Brain glycosylphosphatidylinositol-specific phospholipase D (GPI-PLD)-catalyzed conversion of amphiphilic form of Zn²⁺-glycerophosphocholine cholinephosphodiesterase (Amp-GPC PDE) into hydrophilic form was investigated in the presence of natural amphiphiles. Monoacylglycerols enhanced considerably the conversion by GPI-PLD of Amp-GPC PDE to hydrophilic form, with the enhancing effect of monoacylglycerols being dependent on the size of acyl group (C₈–C₁₈). Whereas the maximal enhancement of GPI-PLD action was the greatest with monodecanoylglycerol, the concentration (EC₅₀) required to achieve 50% maximal effect was the smallest for monomyristoyl- or monopalmitoylglycerol. In addition, monolaurylglycerol or its alkyl analogue, monododecylglycerol, showed a remarkable decrease in enhancing effect at high concentrations (>1 mM).
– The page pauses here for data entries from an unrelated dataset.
//! Dashboard metrics endpoints.

use actix_web::{HttpResponse, get, web};
use chrono::{NaiveDate, Utc};
use rust_decimal::Decimal;
use serde::{Deserialize, Serialize};
use utoipa::{IntoParams, ToSchema};

use crate::auth::AuthSession;
use crate::config::Config;
use crate::db::{self, DbPool};
use crate::db::reports::ReportWithActivities;
use crate::error::AppResult;
use crate::models::FIXED_ACTIVITIES;

/// Reports before the project epoch do not exist; used as the open start
/// of "all time" ranges.
const PROJECT_EPOCH: NaiveDate = match NaiveDate::from_ymd_opt(2024, 1, 1) {
    Some(date) => date,
    None => panic!("invalid project epoch"),
};

/// Configure metrics routes.
pub fn configure_metrics_routes(cfg: &mut web::ServiceConfig) {
    cfg.service(dashboard_metrics).service(site_metrics);
}

/// Headline figures for the PM dashboard.
#[derive(Debug, Serialize, ToSchema)]
pub struct DashboardMetrics {
    pub total_sites: usize,
    pub total_reports: usize,
    pub reports_today: usize,
    /// Achieved as a percentage of target, rounded to 2 places.
    pub overall_progress: Decimal,
    pub total_target: Decimal,
    pub total_achieved: Decimal,
}

/// Per-site figures for a date range.
#[derive(Debug, Serialize, ToSchema)]
pub struct SiteMetrics {
    pub site_code: String,
    pub reports_count: usize,
    pub target: Decimal,
    pub achieved: Decimal,
    /// Maximum cumulative value seen in the range.
    pub cumulative: Decimal,
    pub progress: Decimal,
    pub status: &'static str,
    pub last_report: Option<NaiveDate>,
}

/// Query parameters for site metrics.
#[derive(Debug, Deserialize, IntoParams)]
pub struct SiteMetricsQuery {
    /// Inclusive start; defaults to the project epoch.
    pub from: Option<NaiveDate>,
    /// Inclusive end; defaults to today.
    pub to: Option<NaiveDate>,
}

fn progress_pct(target: Decimal, achieved: Decimal) -> Decimal {
    if target > Decimal::ZERO {
        (achieved / target * Decimal::from(100)).round_dp(2)
    } else {
        Decimal::ZERO
    }
}

fn status_for(reports_count: usize, progress: Decimal) -> &'static str {
    if reports_count == 0 {
        return "no_data";
    }
    if progress >= Decimal::from(90) {
        "excellent"
    } else if progress >= Decimal::from(70) {
        "on_track"
    } else if progress >= Decimal::from(50) {
        "needs_attention"
    } else {
        "critical"
    }
}

/// Overall dashboard metrics across all configured sites.
#[utoipa::path(
    get,
    path = "/api/v1/metrics/dashboard",
    tag = "Metrics",
    responses(
        (status = 200, description = "Dashboard metrics", body = DashboardMetrics)
    ),
    security(("session_token" = []))
)]
#[get("/metrics/dashboard")]
pub async fn dashboard_metrics(
    pool: web::Data<DbPool>,
    config: web::Data<Config>,
    auth: AuthSession,
) -> AppResult<HttpResponse> {
    let today = Utc::now().date_naive();
    let reports = db::reports::fetch_range_with_activities(
        pool.connection(),
        &auth.actor,
        &config.sites,
        PROJECT_EPOCH,
        today,
    )
    .await?;

    let reports_today = reports
        .iter()
        .filter(|(r, _)| r.report_date == today)
        .count();

    let mut total_target = Decimal::ZERO;
    let mut total_achieved = Decimal::ZERO;
    for (_, activities) in &reports {
        for activity in activities {
            total_target += activity.target;
            total_achieved += activity.achieved;
        }
    }

    Ok(HttpResponse::Ok().json(DashboardMetrics {
        total_sites: config.sites.len(),
        total_reports: reports.len(),
        reports_today,
        overall_progress: progress_pct(total_target, total_achieved),
        total_target,
        total_achieved,
    }))
}

/// Per-site metrics for a date range.
#[utoipa::path(
    get,
    path = "/api/v1/metrics/sites",
    tag = "Metrics",
    params(SiteMetricsQuery),
    responses(
        (status = 200, description = "Site metrics", body = Vec<SiteMetrics>)
    ),
    security(("session_token" = []))
)]
#[get("/metrics/sites")]
pub async fn site_metrics(
    pool: web::Data<DbPool>,
    config: web::Data<Config>,
    auth: AuthSession,
    query: web::Query<SiteMetricsQuery>,
) -> AppResult<HttpResponse> {
    let from = query.from.unwrap_or(PROJECT_EPOCH);
    let to = query.to.unwrap_or_else(|| Utc::now().date_naive());

    let reports = db::reports::fetch_range_with_activities(
        pool.connection(),
        &auth.actor,
        &config.sites,
        from,
        to,
    )
    .await?;

    let metrics: Vec<SiteMetrics> = config
        .sites
        .iter()
        .map(|site| site_summary(site, &reports))
        .collect();

    Ok(HttpResponse::Ok().json(metrics))
}

fn site_summary(site_code: &str, reports: &[ReportWithActivities]) -> SiteMetrics {
    let site_reports: Vec<&ReportWithActivities> = reports
        .iter()
        .filter(|(r, _)| r.site_code == site_code)
        .collect();

    let mut target = Decimal::ZERO;
    let mut achieved = Decimal::ZERO;
    let mut cumulative = Decimal::ZERO;

    for (_, activities) in &site_reports {
        for activity in activities
            .iter()
            .filter(|a| FIXED_ACTIVITIES.iter().any(|(n, _)| *n == a.activity_name))
        {
            target += activity.target;
            achieved += activity.achieved;
            if activity.cumulative > cumulative {
                cumulative = activity.cumulative;
            }
        }
    }

    let last_report = site_reports.iter().map(|(r, _)| r.report_date).max();
    let progress = progress_pct(target, achieved);

    SiteMetrics {
        site_code: site_code.to_string(),
        reports_count: site_reports.len(),
        target,
        achieved,
        cumulative,
        progress,
        status: status_for(site_reports.len(), progress),
        last_report,
    }
}

#[cfg(test)]
mod tests {
    use super::*;

    #[test]
    fn test_progress_pct() {
        assert_eq!(
            progress_pct(Decimal::from(200), Decimal::from(150)),
            Decimal::from(75)
        );
        assert_eq!(progress_pct(Decimal::ZERO, Decimal::from(10)), Decimal::ZERO);
    }

    #[test]
    fn test_status_thresholds() {
        assert_eq!(status_for(0, Decimal::from(100)), "no_data");
        assert_eq!(status_for(3, Decimal::from(95)), "excellent");
        assert_eq!(status_for(3, Decimal::from(70)), "on_track");
        assert_eq!(status_for(3, Decimal::from(50)), "needs_attention");
        assert_eq!(status_for(3, Decimal::from(10)), "critical");
    }
}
Presence of double bond in acyl chain, as exemplified by monooleoylglycerol or mono-11-eicosenoin, further enhanced the conversion by GPI-PLD. Meanwhile, lysophosphatidylcholine (IC₅₀, 25 M) and phosphatidic acid (IC₅₀, > 100 M), ionic amphiphiles, inhibited the GPI-PLD activity, which was determined in the presence of monooleoylglycerol as a detergent. From these results, it is suggested that the activity of GPI-PLD in vivo system may be regulated by natural amphiphiles.